Among the entries below, take the line with "DateTimeFormat::new(self.date_pattern.clone(), self.timezone)?" and the line with "can be built.", and output them and every line between them exactly, with nothing else.

[Saved data entries]
################

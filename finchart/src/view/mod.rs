//! View components for the FinChart application.

pub mod chart;
pub mod dashboard;
pub mod header;
pub mod theme;
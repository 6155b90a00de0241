//! Value and time formatting for axis ticks, tooltips and the brush.
//!
//! Formatters are plain values built once and handed to the chart model.
//! Callers may supply their own via the [`FormatValue`] and [`FormatTime`]
//! traits, which closures implement.

use std::fmt::Write;

use chrono::format::{Item, StrftimeItems};
use chrono::{DateTime, Local, Locale as DateLocale, Utc};
use num_format::{Locale, ToFormattedString};
use serde::{Deserialize, Serialize};

use crate::datum::{TimeValue, parse_date};
use crate::error::{Error, Result};
use crate::normalize::AxisIndex;

/// Rendered in place of a missing value.
pub const PLACEHOLDER: &str = "—";

/// Numbers above this are treated as epoch milliseconds.
pub const EPOCH_THRESHOLD: f64 = 10_000.0;

/// Default date+time layout ("Jan 1, 2025, 09:30").
pub const DEFAULT_DATE_PATTERN: &str = "%b %-d, %Y, %H:%M";

/// Formats Y values for ticks and tooltips.
pub trait FormatValue {
    fn format_value(&self, value: Option<f64>) -> String;
}

impl<F> FormatValue for F
where
    F: Fn(Option<f64>) -> String,
{
    fn format_value(&self, value: Option<f64>) -> String {
        self(value)
    }
}

/// Formats raw time values for X ticks, tooltips and the brush.
///
/// `position` is the index of the first record holding the value, when known.
pub trait FormatTime {
    fn format_time(&self, value: &TimeValue, position: Option<usize>) -> String;
}

impl<F> FormatTime for F
where
    F: Fn(&TimeValue, Option<usize>) -> String,
{
    fn format_time(&self, value: &TimeValue, position: Option<usize>) -> String {
        self(value, position)
    }
}

/// Locale-aware fixed-point number formatter.
#[derive(Debug, Clone, PartialEq, Eq)]
pub struct NumberFormat {
    locale: Locale,
    min_fraction: usize,
    max_fraction: usize,
    prefix: String,
}

impl Default for NumberFormat {
    fn default() -> Self {
        Self::new(Locale::en)
    }
}

impl NumberFormat {
    /// Two fraction digits in the given locale.
    pub fn new(locale: Locale) -> Self {
        Self {
            locale,
            min_fraction: 2,
            max_fraction: 2,
            prefix: String::new(),
        }
    }

    /// Build from a locale name such as `"en"`, `"de"` or `"fr_CA"`.
    pub fn from_locale_name(name: &str) -> Result<Self> {
        Ok(Self::new(lookup_locale(name)?))
    }

    /// Currency-style formatter with a leading symbol.
    pub fn currency(locale: Locale, symbol: impl Into<String>) -> Self {
        Self {
            prefix: symbol.into(),
            ..Self::new(locale)
        }
    }

    /// Set fraction digit bounds (`max` is raised to `min` if lower).
    pub fn with_fraction_digits(mut self, min: usize, max: usize) -> Self {
        self.min_fraction = min;
        self.max_fraction = max.max(min);
        self
    }

    /// The locale in use.
    pub fn locale(&self) -> Locale {
        self.locale
    }

    /// Format a number, or `None` when it cannot be represented.
    pub fn try_format(&self, value: f64) -> Option<String> {
        if !value.is_finite() {
            return None;
        }

        let digits = i32::try_from(self.max_fraction).ok().filter(|d| *d <= 9)?;
        let factor = 10u128.pow(digits as u32);
        let scaled = (value.abs() * factor as f64).round();
        if scaled >= u128::MAX as f64 {
            return None;
        }
        let scaled = scaled as u128;

        let mut out = String::new();
        if value.is_sign_negative() && scaled != 0 {
            out.push_str(self.locale.minus_sign());
        }
        out.push_str(&self.prefix);
        out.push_str(&(scaled / factor).to_formatted_string(&self.locale));

        let mut fraction = format!("{:0width$}", scaled % factor, width = self.max_fraction);
        while fraction.len() > self.min_fraction && fraction.ends_with('0') {
            fraction.pop();
        }
        if !fraction.is_empty() && self.max_fraction > 0 {
            out.push_str(self.locale.decimal());
            out.push_str(&fraction);
        }

        Some(out)
    }
}

impl FormatValue for NumberFormat {
    fn format_value(&self, value: Option<f64>) -> String {
        match value {
            None => PLACEHOLDER.to_string(),
            Some(v) if v.is_nan() => PLACEHOLDER.to_string(),
            Some(v) => self.try_format(v).unwrap_or_else(|| v.to_string()),
        }
    }
}

/// Resolve a locale name, trying `-`/`_` variants and the bare language.
pub fn lookup_locale(name: &str) -> Result<Locale> {
    let name = name.trim();
    let candidates = [
        name.to_string(),
        name.replace('_', "-"),
        name.split(['-', '_']).next().unwrap_or(name).to_string(),
    ];

    candidates
        .iter()
        .find_map(|candidate| Locale::from_name(candidate).ok())
        .ok_or_else(|| Error::Locale(name.to_string()))
}

/// Resolve a locale name to the one used for month and weekday names.
///
/// A bare language such as `"de"` maps to its home region (`de_DE`).
/// Unknown names fall back to POSIX, which renders English names.
pub fn lookup_date_locale(name: &str) -> DateLocale {
    let name = name.trim().replace('-', "_");
    let language = name.split('_').next().unwrap_or(&name).to_string();
    let candidates = [
        name.clone(),
        format!("{}_{}", language, language.to_uppercase()),
    ];

    match candidates
        .iter()
        .find_map(|candidate| DateLocale::try_from(candidate.as_str()).ok())
    {
        Some(locale) => locale,
        None => {
            tracing::debug!(locale = %name, "No date locale, using POSIX names");
            DateLocale::POSIX
        }
    }
}

/// Time zone used when rendering dates.
#[derive(Debug, Clone, Copy, Default, PartialEq, Eq, Serialize, Deserialize)]
#[serde(rename_all = "lowercase")]
pub enum TimeZoneMode {
    /// Coordinated Universal Time (default).
    #[default]
    Utc,
    /// The system's local time zone.
    Local,
}

/// strftime-based date+time formatter.
#[derive(Debug, Clone, PartialEq, Eq)]
pub struct DateTimeFormat {
    pattern: String,
    zone: TimeZoneMode,
    locale: DateLocale,
}

impl Default for DateTimeFormat {
    fn default() -> Self {
        Self {
            pattern: DEFAULT_DATE_PATTERN.to_string(),
            zone: TimeZoneMode::Utc,
            locale: DateLocale::POSIX,
        }
    }
}

impl DateTimeFormat {
    /// Create a formatter; rejects patterns chrono cannot render.
    pub fn new(pattern: impl Into<String>, zone: TimeZoneMode) -> Result<Self> {
        let pattern = pattern.into();
        if StrftimeItems::new(&pattern).any(|item| matches!(item, Item::Error)) {
            return Err(Error::Config(format!("Invalid date pattern: {}", pattern)));
        }
        Ok(Self {
            pattern,
            zone,
            locale: DateLocale::POSIX,
        })
    }

    /// Render month and weekday names in the given locale.
    pub fn with_locale(mut self, locale: DateLocale) -> Self {
        self.locale = locale;
        self
    }

    /// The strftime pattern.
    pub fn pattern(&self) -> &str {
        &self.pattern
    }

    /// Render an instant.
    pub fn format_instant(&self, instant: DateTime<Utc>) -> String {
        let mut out = String::new();
        let written = match self.zone {
            TimeZoneMode::Utc => write!(
                out,
                "{}",
                instant.format_localized(&self.pattern, self.locale)
            ),
            TimeZoneMode::Local => write!(
                out,
                "{}",
                instant
                    .with_timezone(&Local)
                    .format_localized(&self.pattern, self.locale)
            ),
        };

        match written {
            Ok(()) => out,
            Err(_) => instant.to_rfc3339(),
        }
    }

    /// Render epoch milliseconds; `None` when out of range.
    pub fn format_millis(&self, millis: f64) -> Option<String> {
        if !millis.is_finite() {
            return None;
        }
        DateTime::from_timestamp_millis(millis.trunc() as i64).map(|dt| self.format_instant(dt))
    }
}

impl FormatTime for DateTimeFormat {
    fn format_time(&self, value: &TimeValue, _position: Option<usize>) -> String {
        match value {
            TimeValue::Date(dt) => self.format_instant(*dt),
            TimeValue::Number(n) if *n > EPOCH_THRESHOLD => self
                .format_millis(*n)
                .unwrap_or_else(|| value.to_string()),
            TimeValue::Number(_) => value.to_string(),
            TimeValue::Text(s) => match parse_date(s) {
                Some(dt) => self.format_instant(dt),
                None => s.clone(),
            },
        }
    }
}

/// Turns axis keys back into display labels.
pub struct TimeLabeler<'a> {
    index: &'a AxisIndex,
    formatter: &'a dyn FormatTime,
}

impl<'a> TimeLabeler<'a> {
    pub fn new(index: &'a AxisIndex, formatter: &'a dyn FormatTime) -> Self {
        Self { index, formatter }
    }

    /// Label for an axis key; unknown keys format the key itself.
    pub fn label(&self, x: f64) -> String {
        match self.index.raw(x) {
            Some(raw) => self.formatter.format_time(raw, self.index.position(x)),
            None => self.formatter.format_time(&TimeValue::Number(x), None),
        }
    }
}
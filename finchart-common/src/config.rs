use serde::{Deserialize, Serialize};
use std::path::Path;

use crate::error::{Error, Result};
use crate::format::{
    DEFAULT_DATE_PATTERN, DateTimeFormat, NumberFormat, TimeZoneMode, lookup_date_locale,
};
use crate::model::DEFAULT_HEIGHT;
use crate::series::SeriesSpec;

/// Log output format.
#[derive(Debug, Clone, Copy, Default, PartialEq, Eq, Serialize, Deserialize)]
#[serde(rename_all = "lowercase")]
pub enum LogFormat {
    /// Human-readable text format (default).
    #[default]
    Text,
    /// Structured JSON format.
    Json,
}

/// Logging configuration.
#[derive(Debug, Clone, Serialize, Deserialize)]
pub struct LoggingConfig {
    /// Log level: "trace", "debug", "info", "warn", "error".
    #[serde(default = "default_log_level")]
    pub level: String,

    /// Log output format: "text" or "json".
    #[serde(default)]
    pub format: LogFormat,
}

fn default_log_level() -> String {
    "info".to_string()
}

impl Default for LoggingConfig {
    fn default() -> Self {
        Self {
            level: default_log_level(),
            format: LogFormat::default(),
        }
    }
}

/// Application color scheme.
#[derive(Debug, Clone, Copy, Default, PartialEq, Eq, Serialize, Deserialize)]
#[serde(rename_all = "lowercase")]
pub enum ThemeMode {
    #[default]
    Dark,
    Light,
}

/// Chart display defaults.
#[derive(Debug, Clone, Serialize, Deserialize)]
pub struct ChartConfig {
    /// Chart height in pixels.
    #[serde(default = "default_height")]
    pub height: f32,

    /// Show the brush under the chart.
    #[serde(default = "default_true")]
    pub show_brush: bool,

    /// Draw the background grid.
    #[serde(default = "default_true")]
    pub show_grid: bool,
}

fn default_height() -> f32 {
    DEFAULT_HEIGHT
}

fn default_true() -> bool {
    true
}

impl Default for ChartConfig {
    fn default() -> Self {
        Self {
            height: default_height(),
            show_brush: true,
            show_grid: true,
        }
    }
}

/// Chart built from a user-supplied data file.
#[derive(Debug, Clone, Default, Serialize, Deserialize)]
pub struct CustomChartConfig {
    /// Chart title.
    #[serde(default)]
    pub title: Option<String>,

    /// Short description under the title.
    #[serde(default)]
    pub description: Option<String>,

    /// Field holding the time value.
    #[serde(default)]
    pub time_key: Option<String>,

    /// Series to plot; when empty, the first numeric fields are used.
    #[serde(default)]
    pub series: Vec<SeriesSpec>,
}

/// Top-level application configuration.
#[derive(Debug, Clone, Serialize, Deserialize)]
pub struct AppConfig {
    #[serde(default)]
    pub logging: LoggingConfig,

    #[serde(default)]
    pub theme: ThemeMode,

    /// Locale name for numbers, months and weekdays (e.g. "en", "de").
    #[serde(default = "default_locale")]
    pub locale: String,

    /// Time zone used to render dates.
    #[serde(default)]
    pub timezone: TimeZoneMode,

    /// strftime pattern for the default time formatter.
    #[serde(default = "default_date_pattern")]
    pub date_pattern: String,

    #[serde(default)]
    pub chart: ChartConfig,

    #[serde(default)]
    pub custom: CustomChartConfig,
}

fn default_locale() -> String {
    "en".to_string()
}

fn default_date_pattern() -> String {
    DEFAULT_DATE_PATTERN.to_string()
}

impl Default for AppConfig {
    fn default() -> Self {
        Self {
            logging: LoggingConfig::default(),
            theme: ThemeMode::default(),
            locale: default_locale(),
            timezone: TimeZoneMode::default(),
            date_pattern: default_date_pattern(),
            chart: ChartConfig::default(),
            custom: CustomChartConfig::default(),
        }
    }
}

impl AppConfig {
    /// Default value formatter for the configured locale.
    pub fn number_format(&self) -> Result<NumberFormat> {
        NumberFormat::from_locale_name(&self.locale)
    }

    /// Default time formatter for the configured pattern, zone and locale.
    pub fn date_format(&self) -> Result<DateTimeFormat> {
        Ok(
            DateTimeFormat::new(self.date_pattern.clone(), self.timezone)?
                .with_locale(lookup_date_locale(&self.locale)),
        )
    }

    /// Check that every derived formatter can be built.
    pub fn validate(&self) -> Result<()> {
        self.number_format()?;
        self.date_format()?;
        if !(self.chart.height.is_finite() && self.chart.height > 0.0) {
            return Err(Error::Config(format!(
                "Chart height must be positive, got {}",
                self.chart.height
            )));
        }
        Ok(())
    }
}

/// Load a configuration file in JSON5 format.
pub fn load_config<T: for<'de> Deserialize<'de>>(path: impl AsRef<Path>) -> Result<T> {
    let path = path.as_ref();
    let content = std::fs::read_to_string(path).map_err(|e| {
        Error::Config(format!(
            "Failed to read config file '{}': {}",
            path.display(),
            e
        ))
    })?;

    json5::from_str(&content).map_err(|e| {
        Error::Config(format!(
            "Failed to parse config file '{}': {}",
            path.display(),
            e
        ))
    })
}

/// Load a configuration from a JSON5 string.
pub fn parse_config<T: for<'de> Deserialize<'de>>(content: &str) -> Result<T> {
    json5::from_str(content).map_err(|e| Error::Config(format!("Failed to parse config: {}", e)))
}

#[cfg(test)]
mod tests {
    use super::*;
    use crate::series::{AxisSide, SeriesColor};

    #[test]
    fn test_parse_app_config() {
        let json5 = r##"
        {
            logging: {
                level: "debug",
                format: "json",
            },
            theme: "light",
            locale: "de",
            timezone: "local",
            date_pattern: "%d.%m.%Y",
            chart: {
                height: 420,
                show_brush: false,
            },
            custom: {
                title: "BTC",
                time_key: "date",
                series: [
                    { key: "close", label: "Close", color: "#f7931a" },
                    { key: "volume", label: "Volume", axis: "right" },
                ],
            },
        }
        "##;

        let config: AppConfig = parse_config(json5).unwrap();

        assert_eq!(config.logging.level, "debug");
        assert_eq!(config.logging.format, LogFormat::Json);
        assert_eq!(config.theme, ThemeMode::Light);
        assert_eq!(config.timezone, TimeZoneMode::Local);
        assert_eq!(config.chart.height, 420.0);
        assert!(!config.chart.show_brush);
        assert!(config.chart.show_grid);
        assert_eq!(config.custom.time_key.as_deref(), Some("date"));
        assert_eq!(
            config.custom.series[0].color,
            Some(SeriesColor::Rgb(0xf7, 0x93, 0x1a))
        );
        assert_eq!(config.custom.series[1].axis, Some(AxisSide::Right));
        assert!(config.validate().is_ok());
    }

    #[test]
    fn test_default_config() {
        let config: AppConfig = parse_config("{}").unwrap();

        assert_eq!(config.logging.level, "info");
        assert_eq!(config.logging.format, LogFormat::Text);
        assert_eq!(config.theme, ThemeMode::Dark);
        assert_eq!(config.locale, "en");
        assert_eq!(config.timezone, TimeZoneMode::Utc);
        assert_eq!(config.date_pattern, DEFAULT_DATE_PATTERN);
        assert_eq!(config.chart.height, DEFAULT_HEIGHT);
        assert!(config.chart.show_brush && config.chart.show_grid);
        assert!(config.custom.series.is_empty());
    }

    #[test]
    fn test_invalid_values_rejected() {
        let config: AppConfig = parse_config(r#"{ locale: "xx-nowhere" }"#).unwrap();
        assert!(matches!(config.validate(), Err(Error::Locale(_))));

        let config: AppConfig = parse_config(r#"{ date_pattern: "%Q" }"#).unwrap();
        assert!(matches!(config.validate(), Err(Error::Config(_))));

        let config: AppConfig = parse_config(r#"{ chart: { height: 0 } }"#).unwrap();
        assert!(config.validate().is_err());

        let bad: Result<AppConfig> = parse_config(r#"{ custom: { series: [{ key: "a", label: "A", color: "blue" }] } }"#);
        assert!(bad.is_err());
    }

    #[test]
    fn test_date_format_uses_locale() {
        use crate::format::FormatValue;
        use chrono::{TimeZone, Utc};

        let config: AppConfig =
            parse_config(r#"{ locale: "de", date_pattern: "%-d. %B %Y" }"#).unwrap();
        let instant = Utc.with_ymd_and_hms(2025, 3, 1, 12, 0, 0).unwrap();

        assert_eq!(
            config.date_format().unwrap().format_instant(instant),
            "1. März 2025"
        );
        assert_eq!(config.number_format().unwrap().format_value(Some(1234.5)), "1.234,50");
    }

    #[test]
    fn test_load_missing_file() {
        let result: Result<AppConfig> = load_config("/nonexistent/finchart.json5");
        assert!(matches!(result, Err(Error::Config(_))));
    }
}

################

# Your response:
            DateTimeFormat::new(self.date_pattern.clone(), self.timezone)?
                .with_locale(lookup_date_locale(&self.locale)),
        )
    }

    /// Check that every derived formatter can be built.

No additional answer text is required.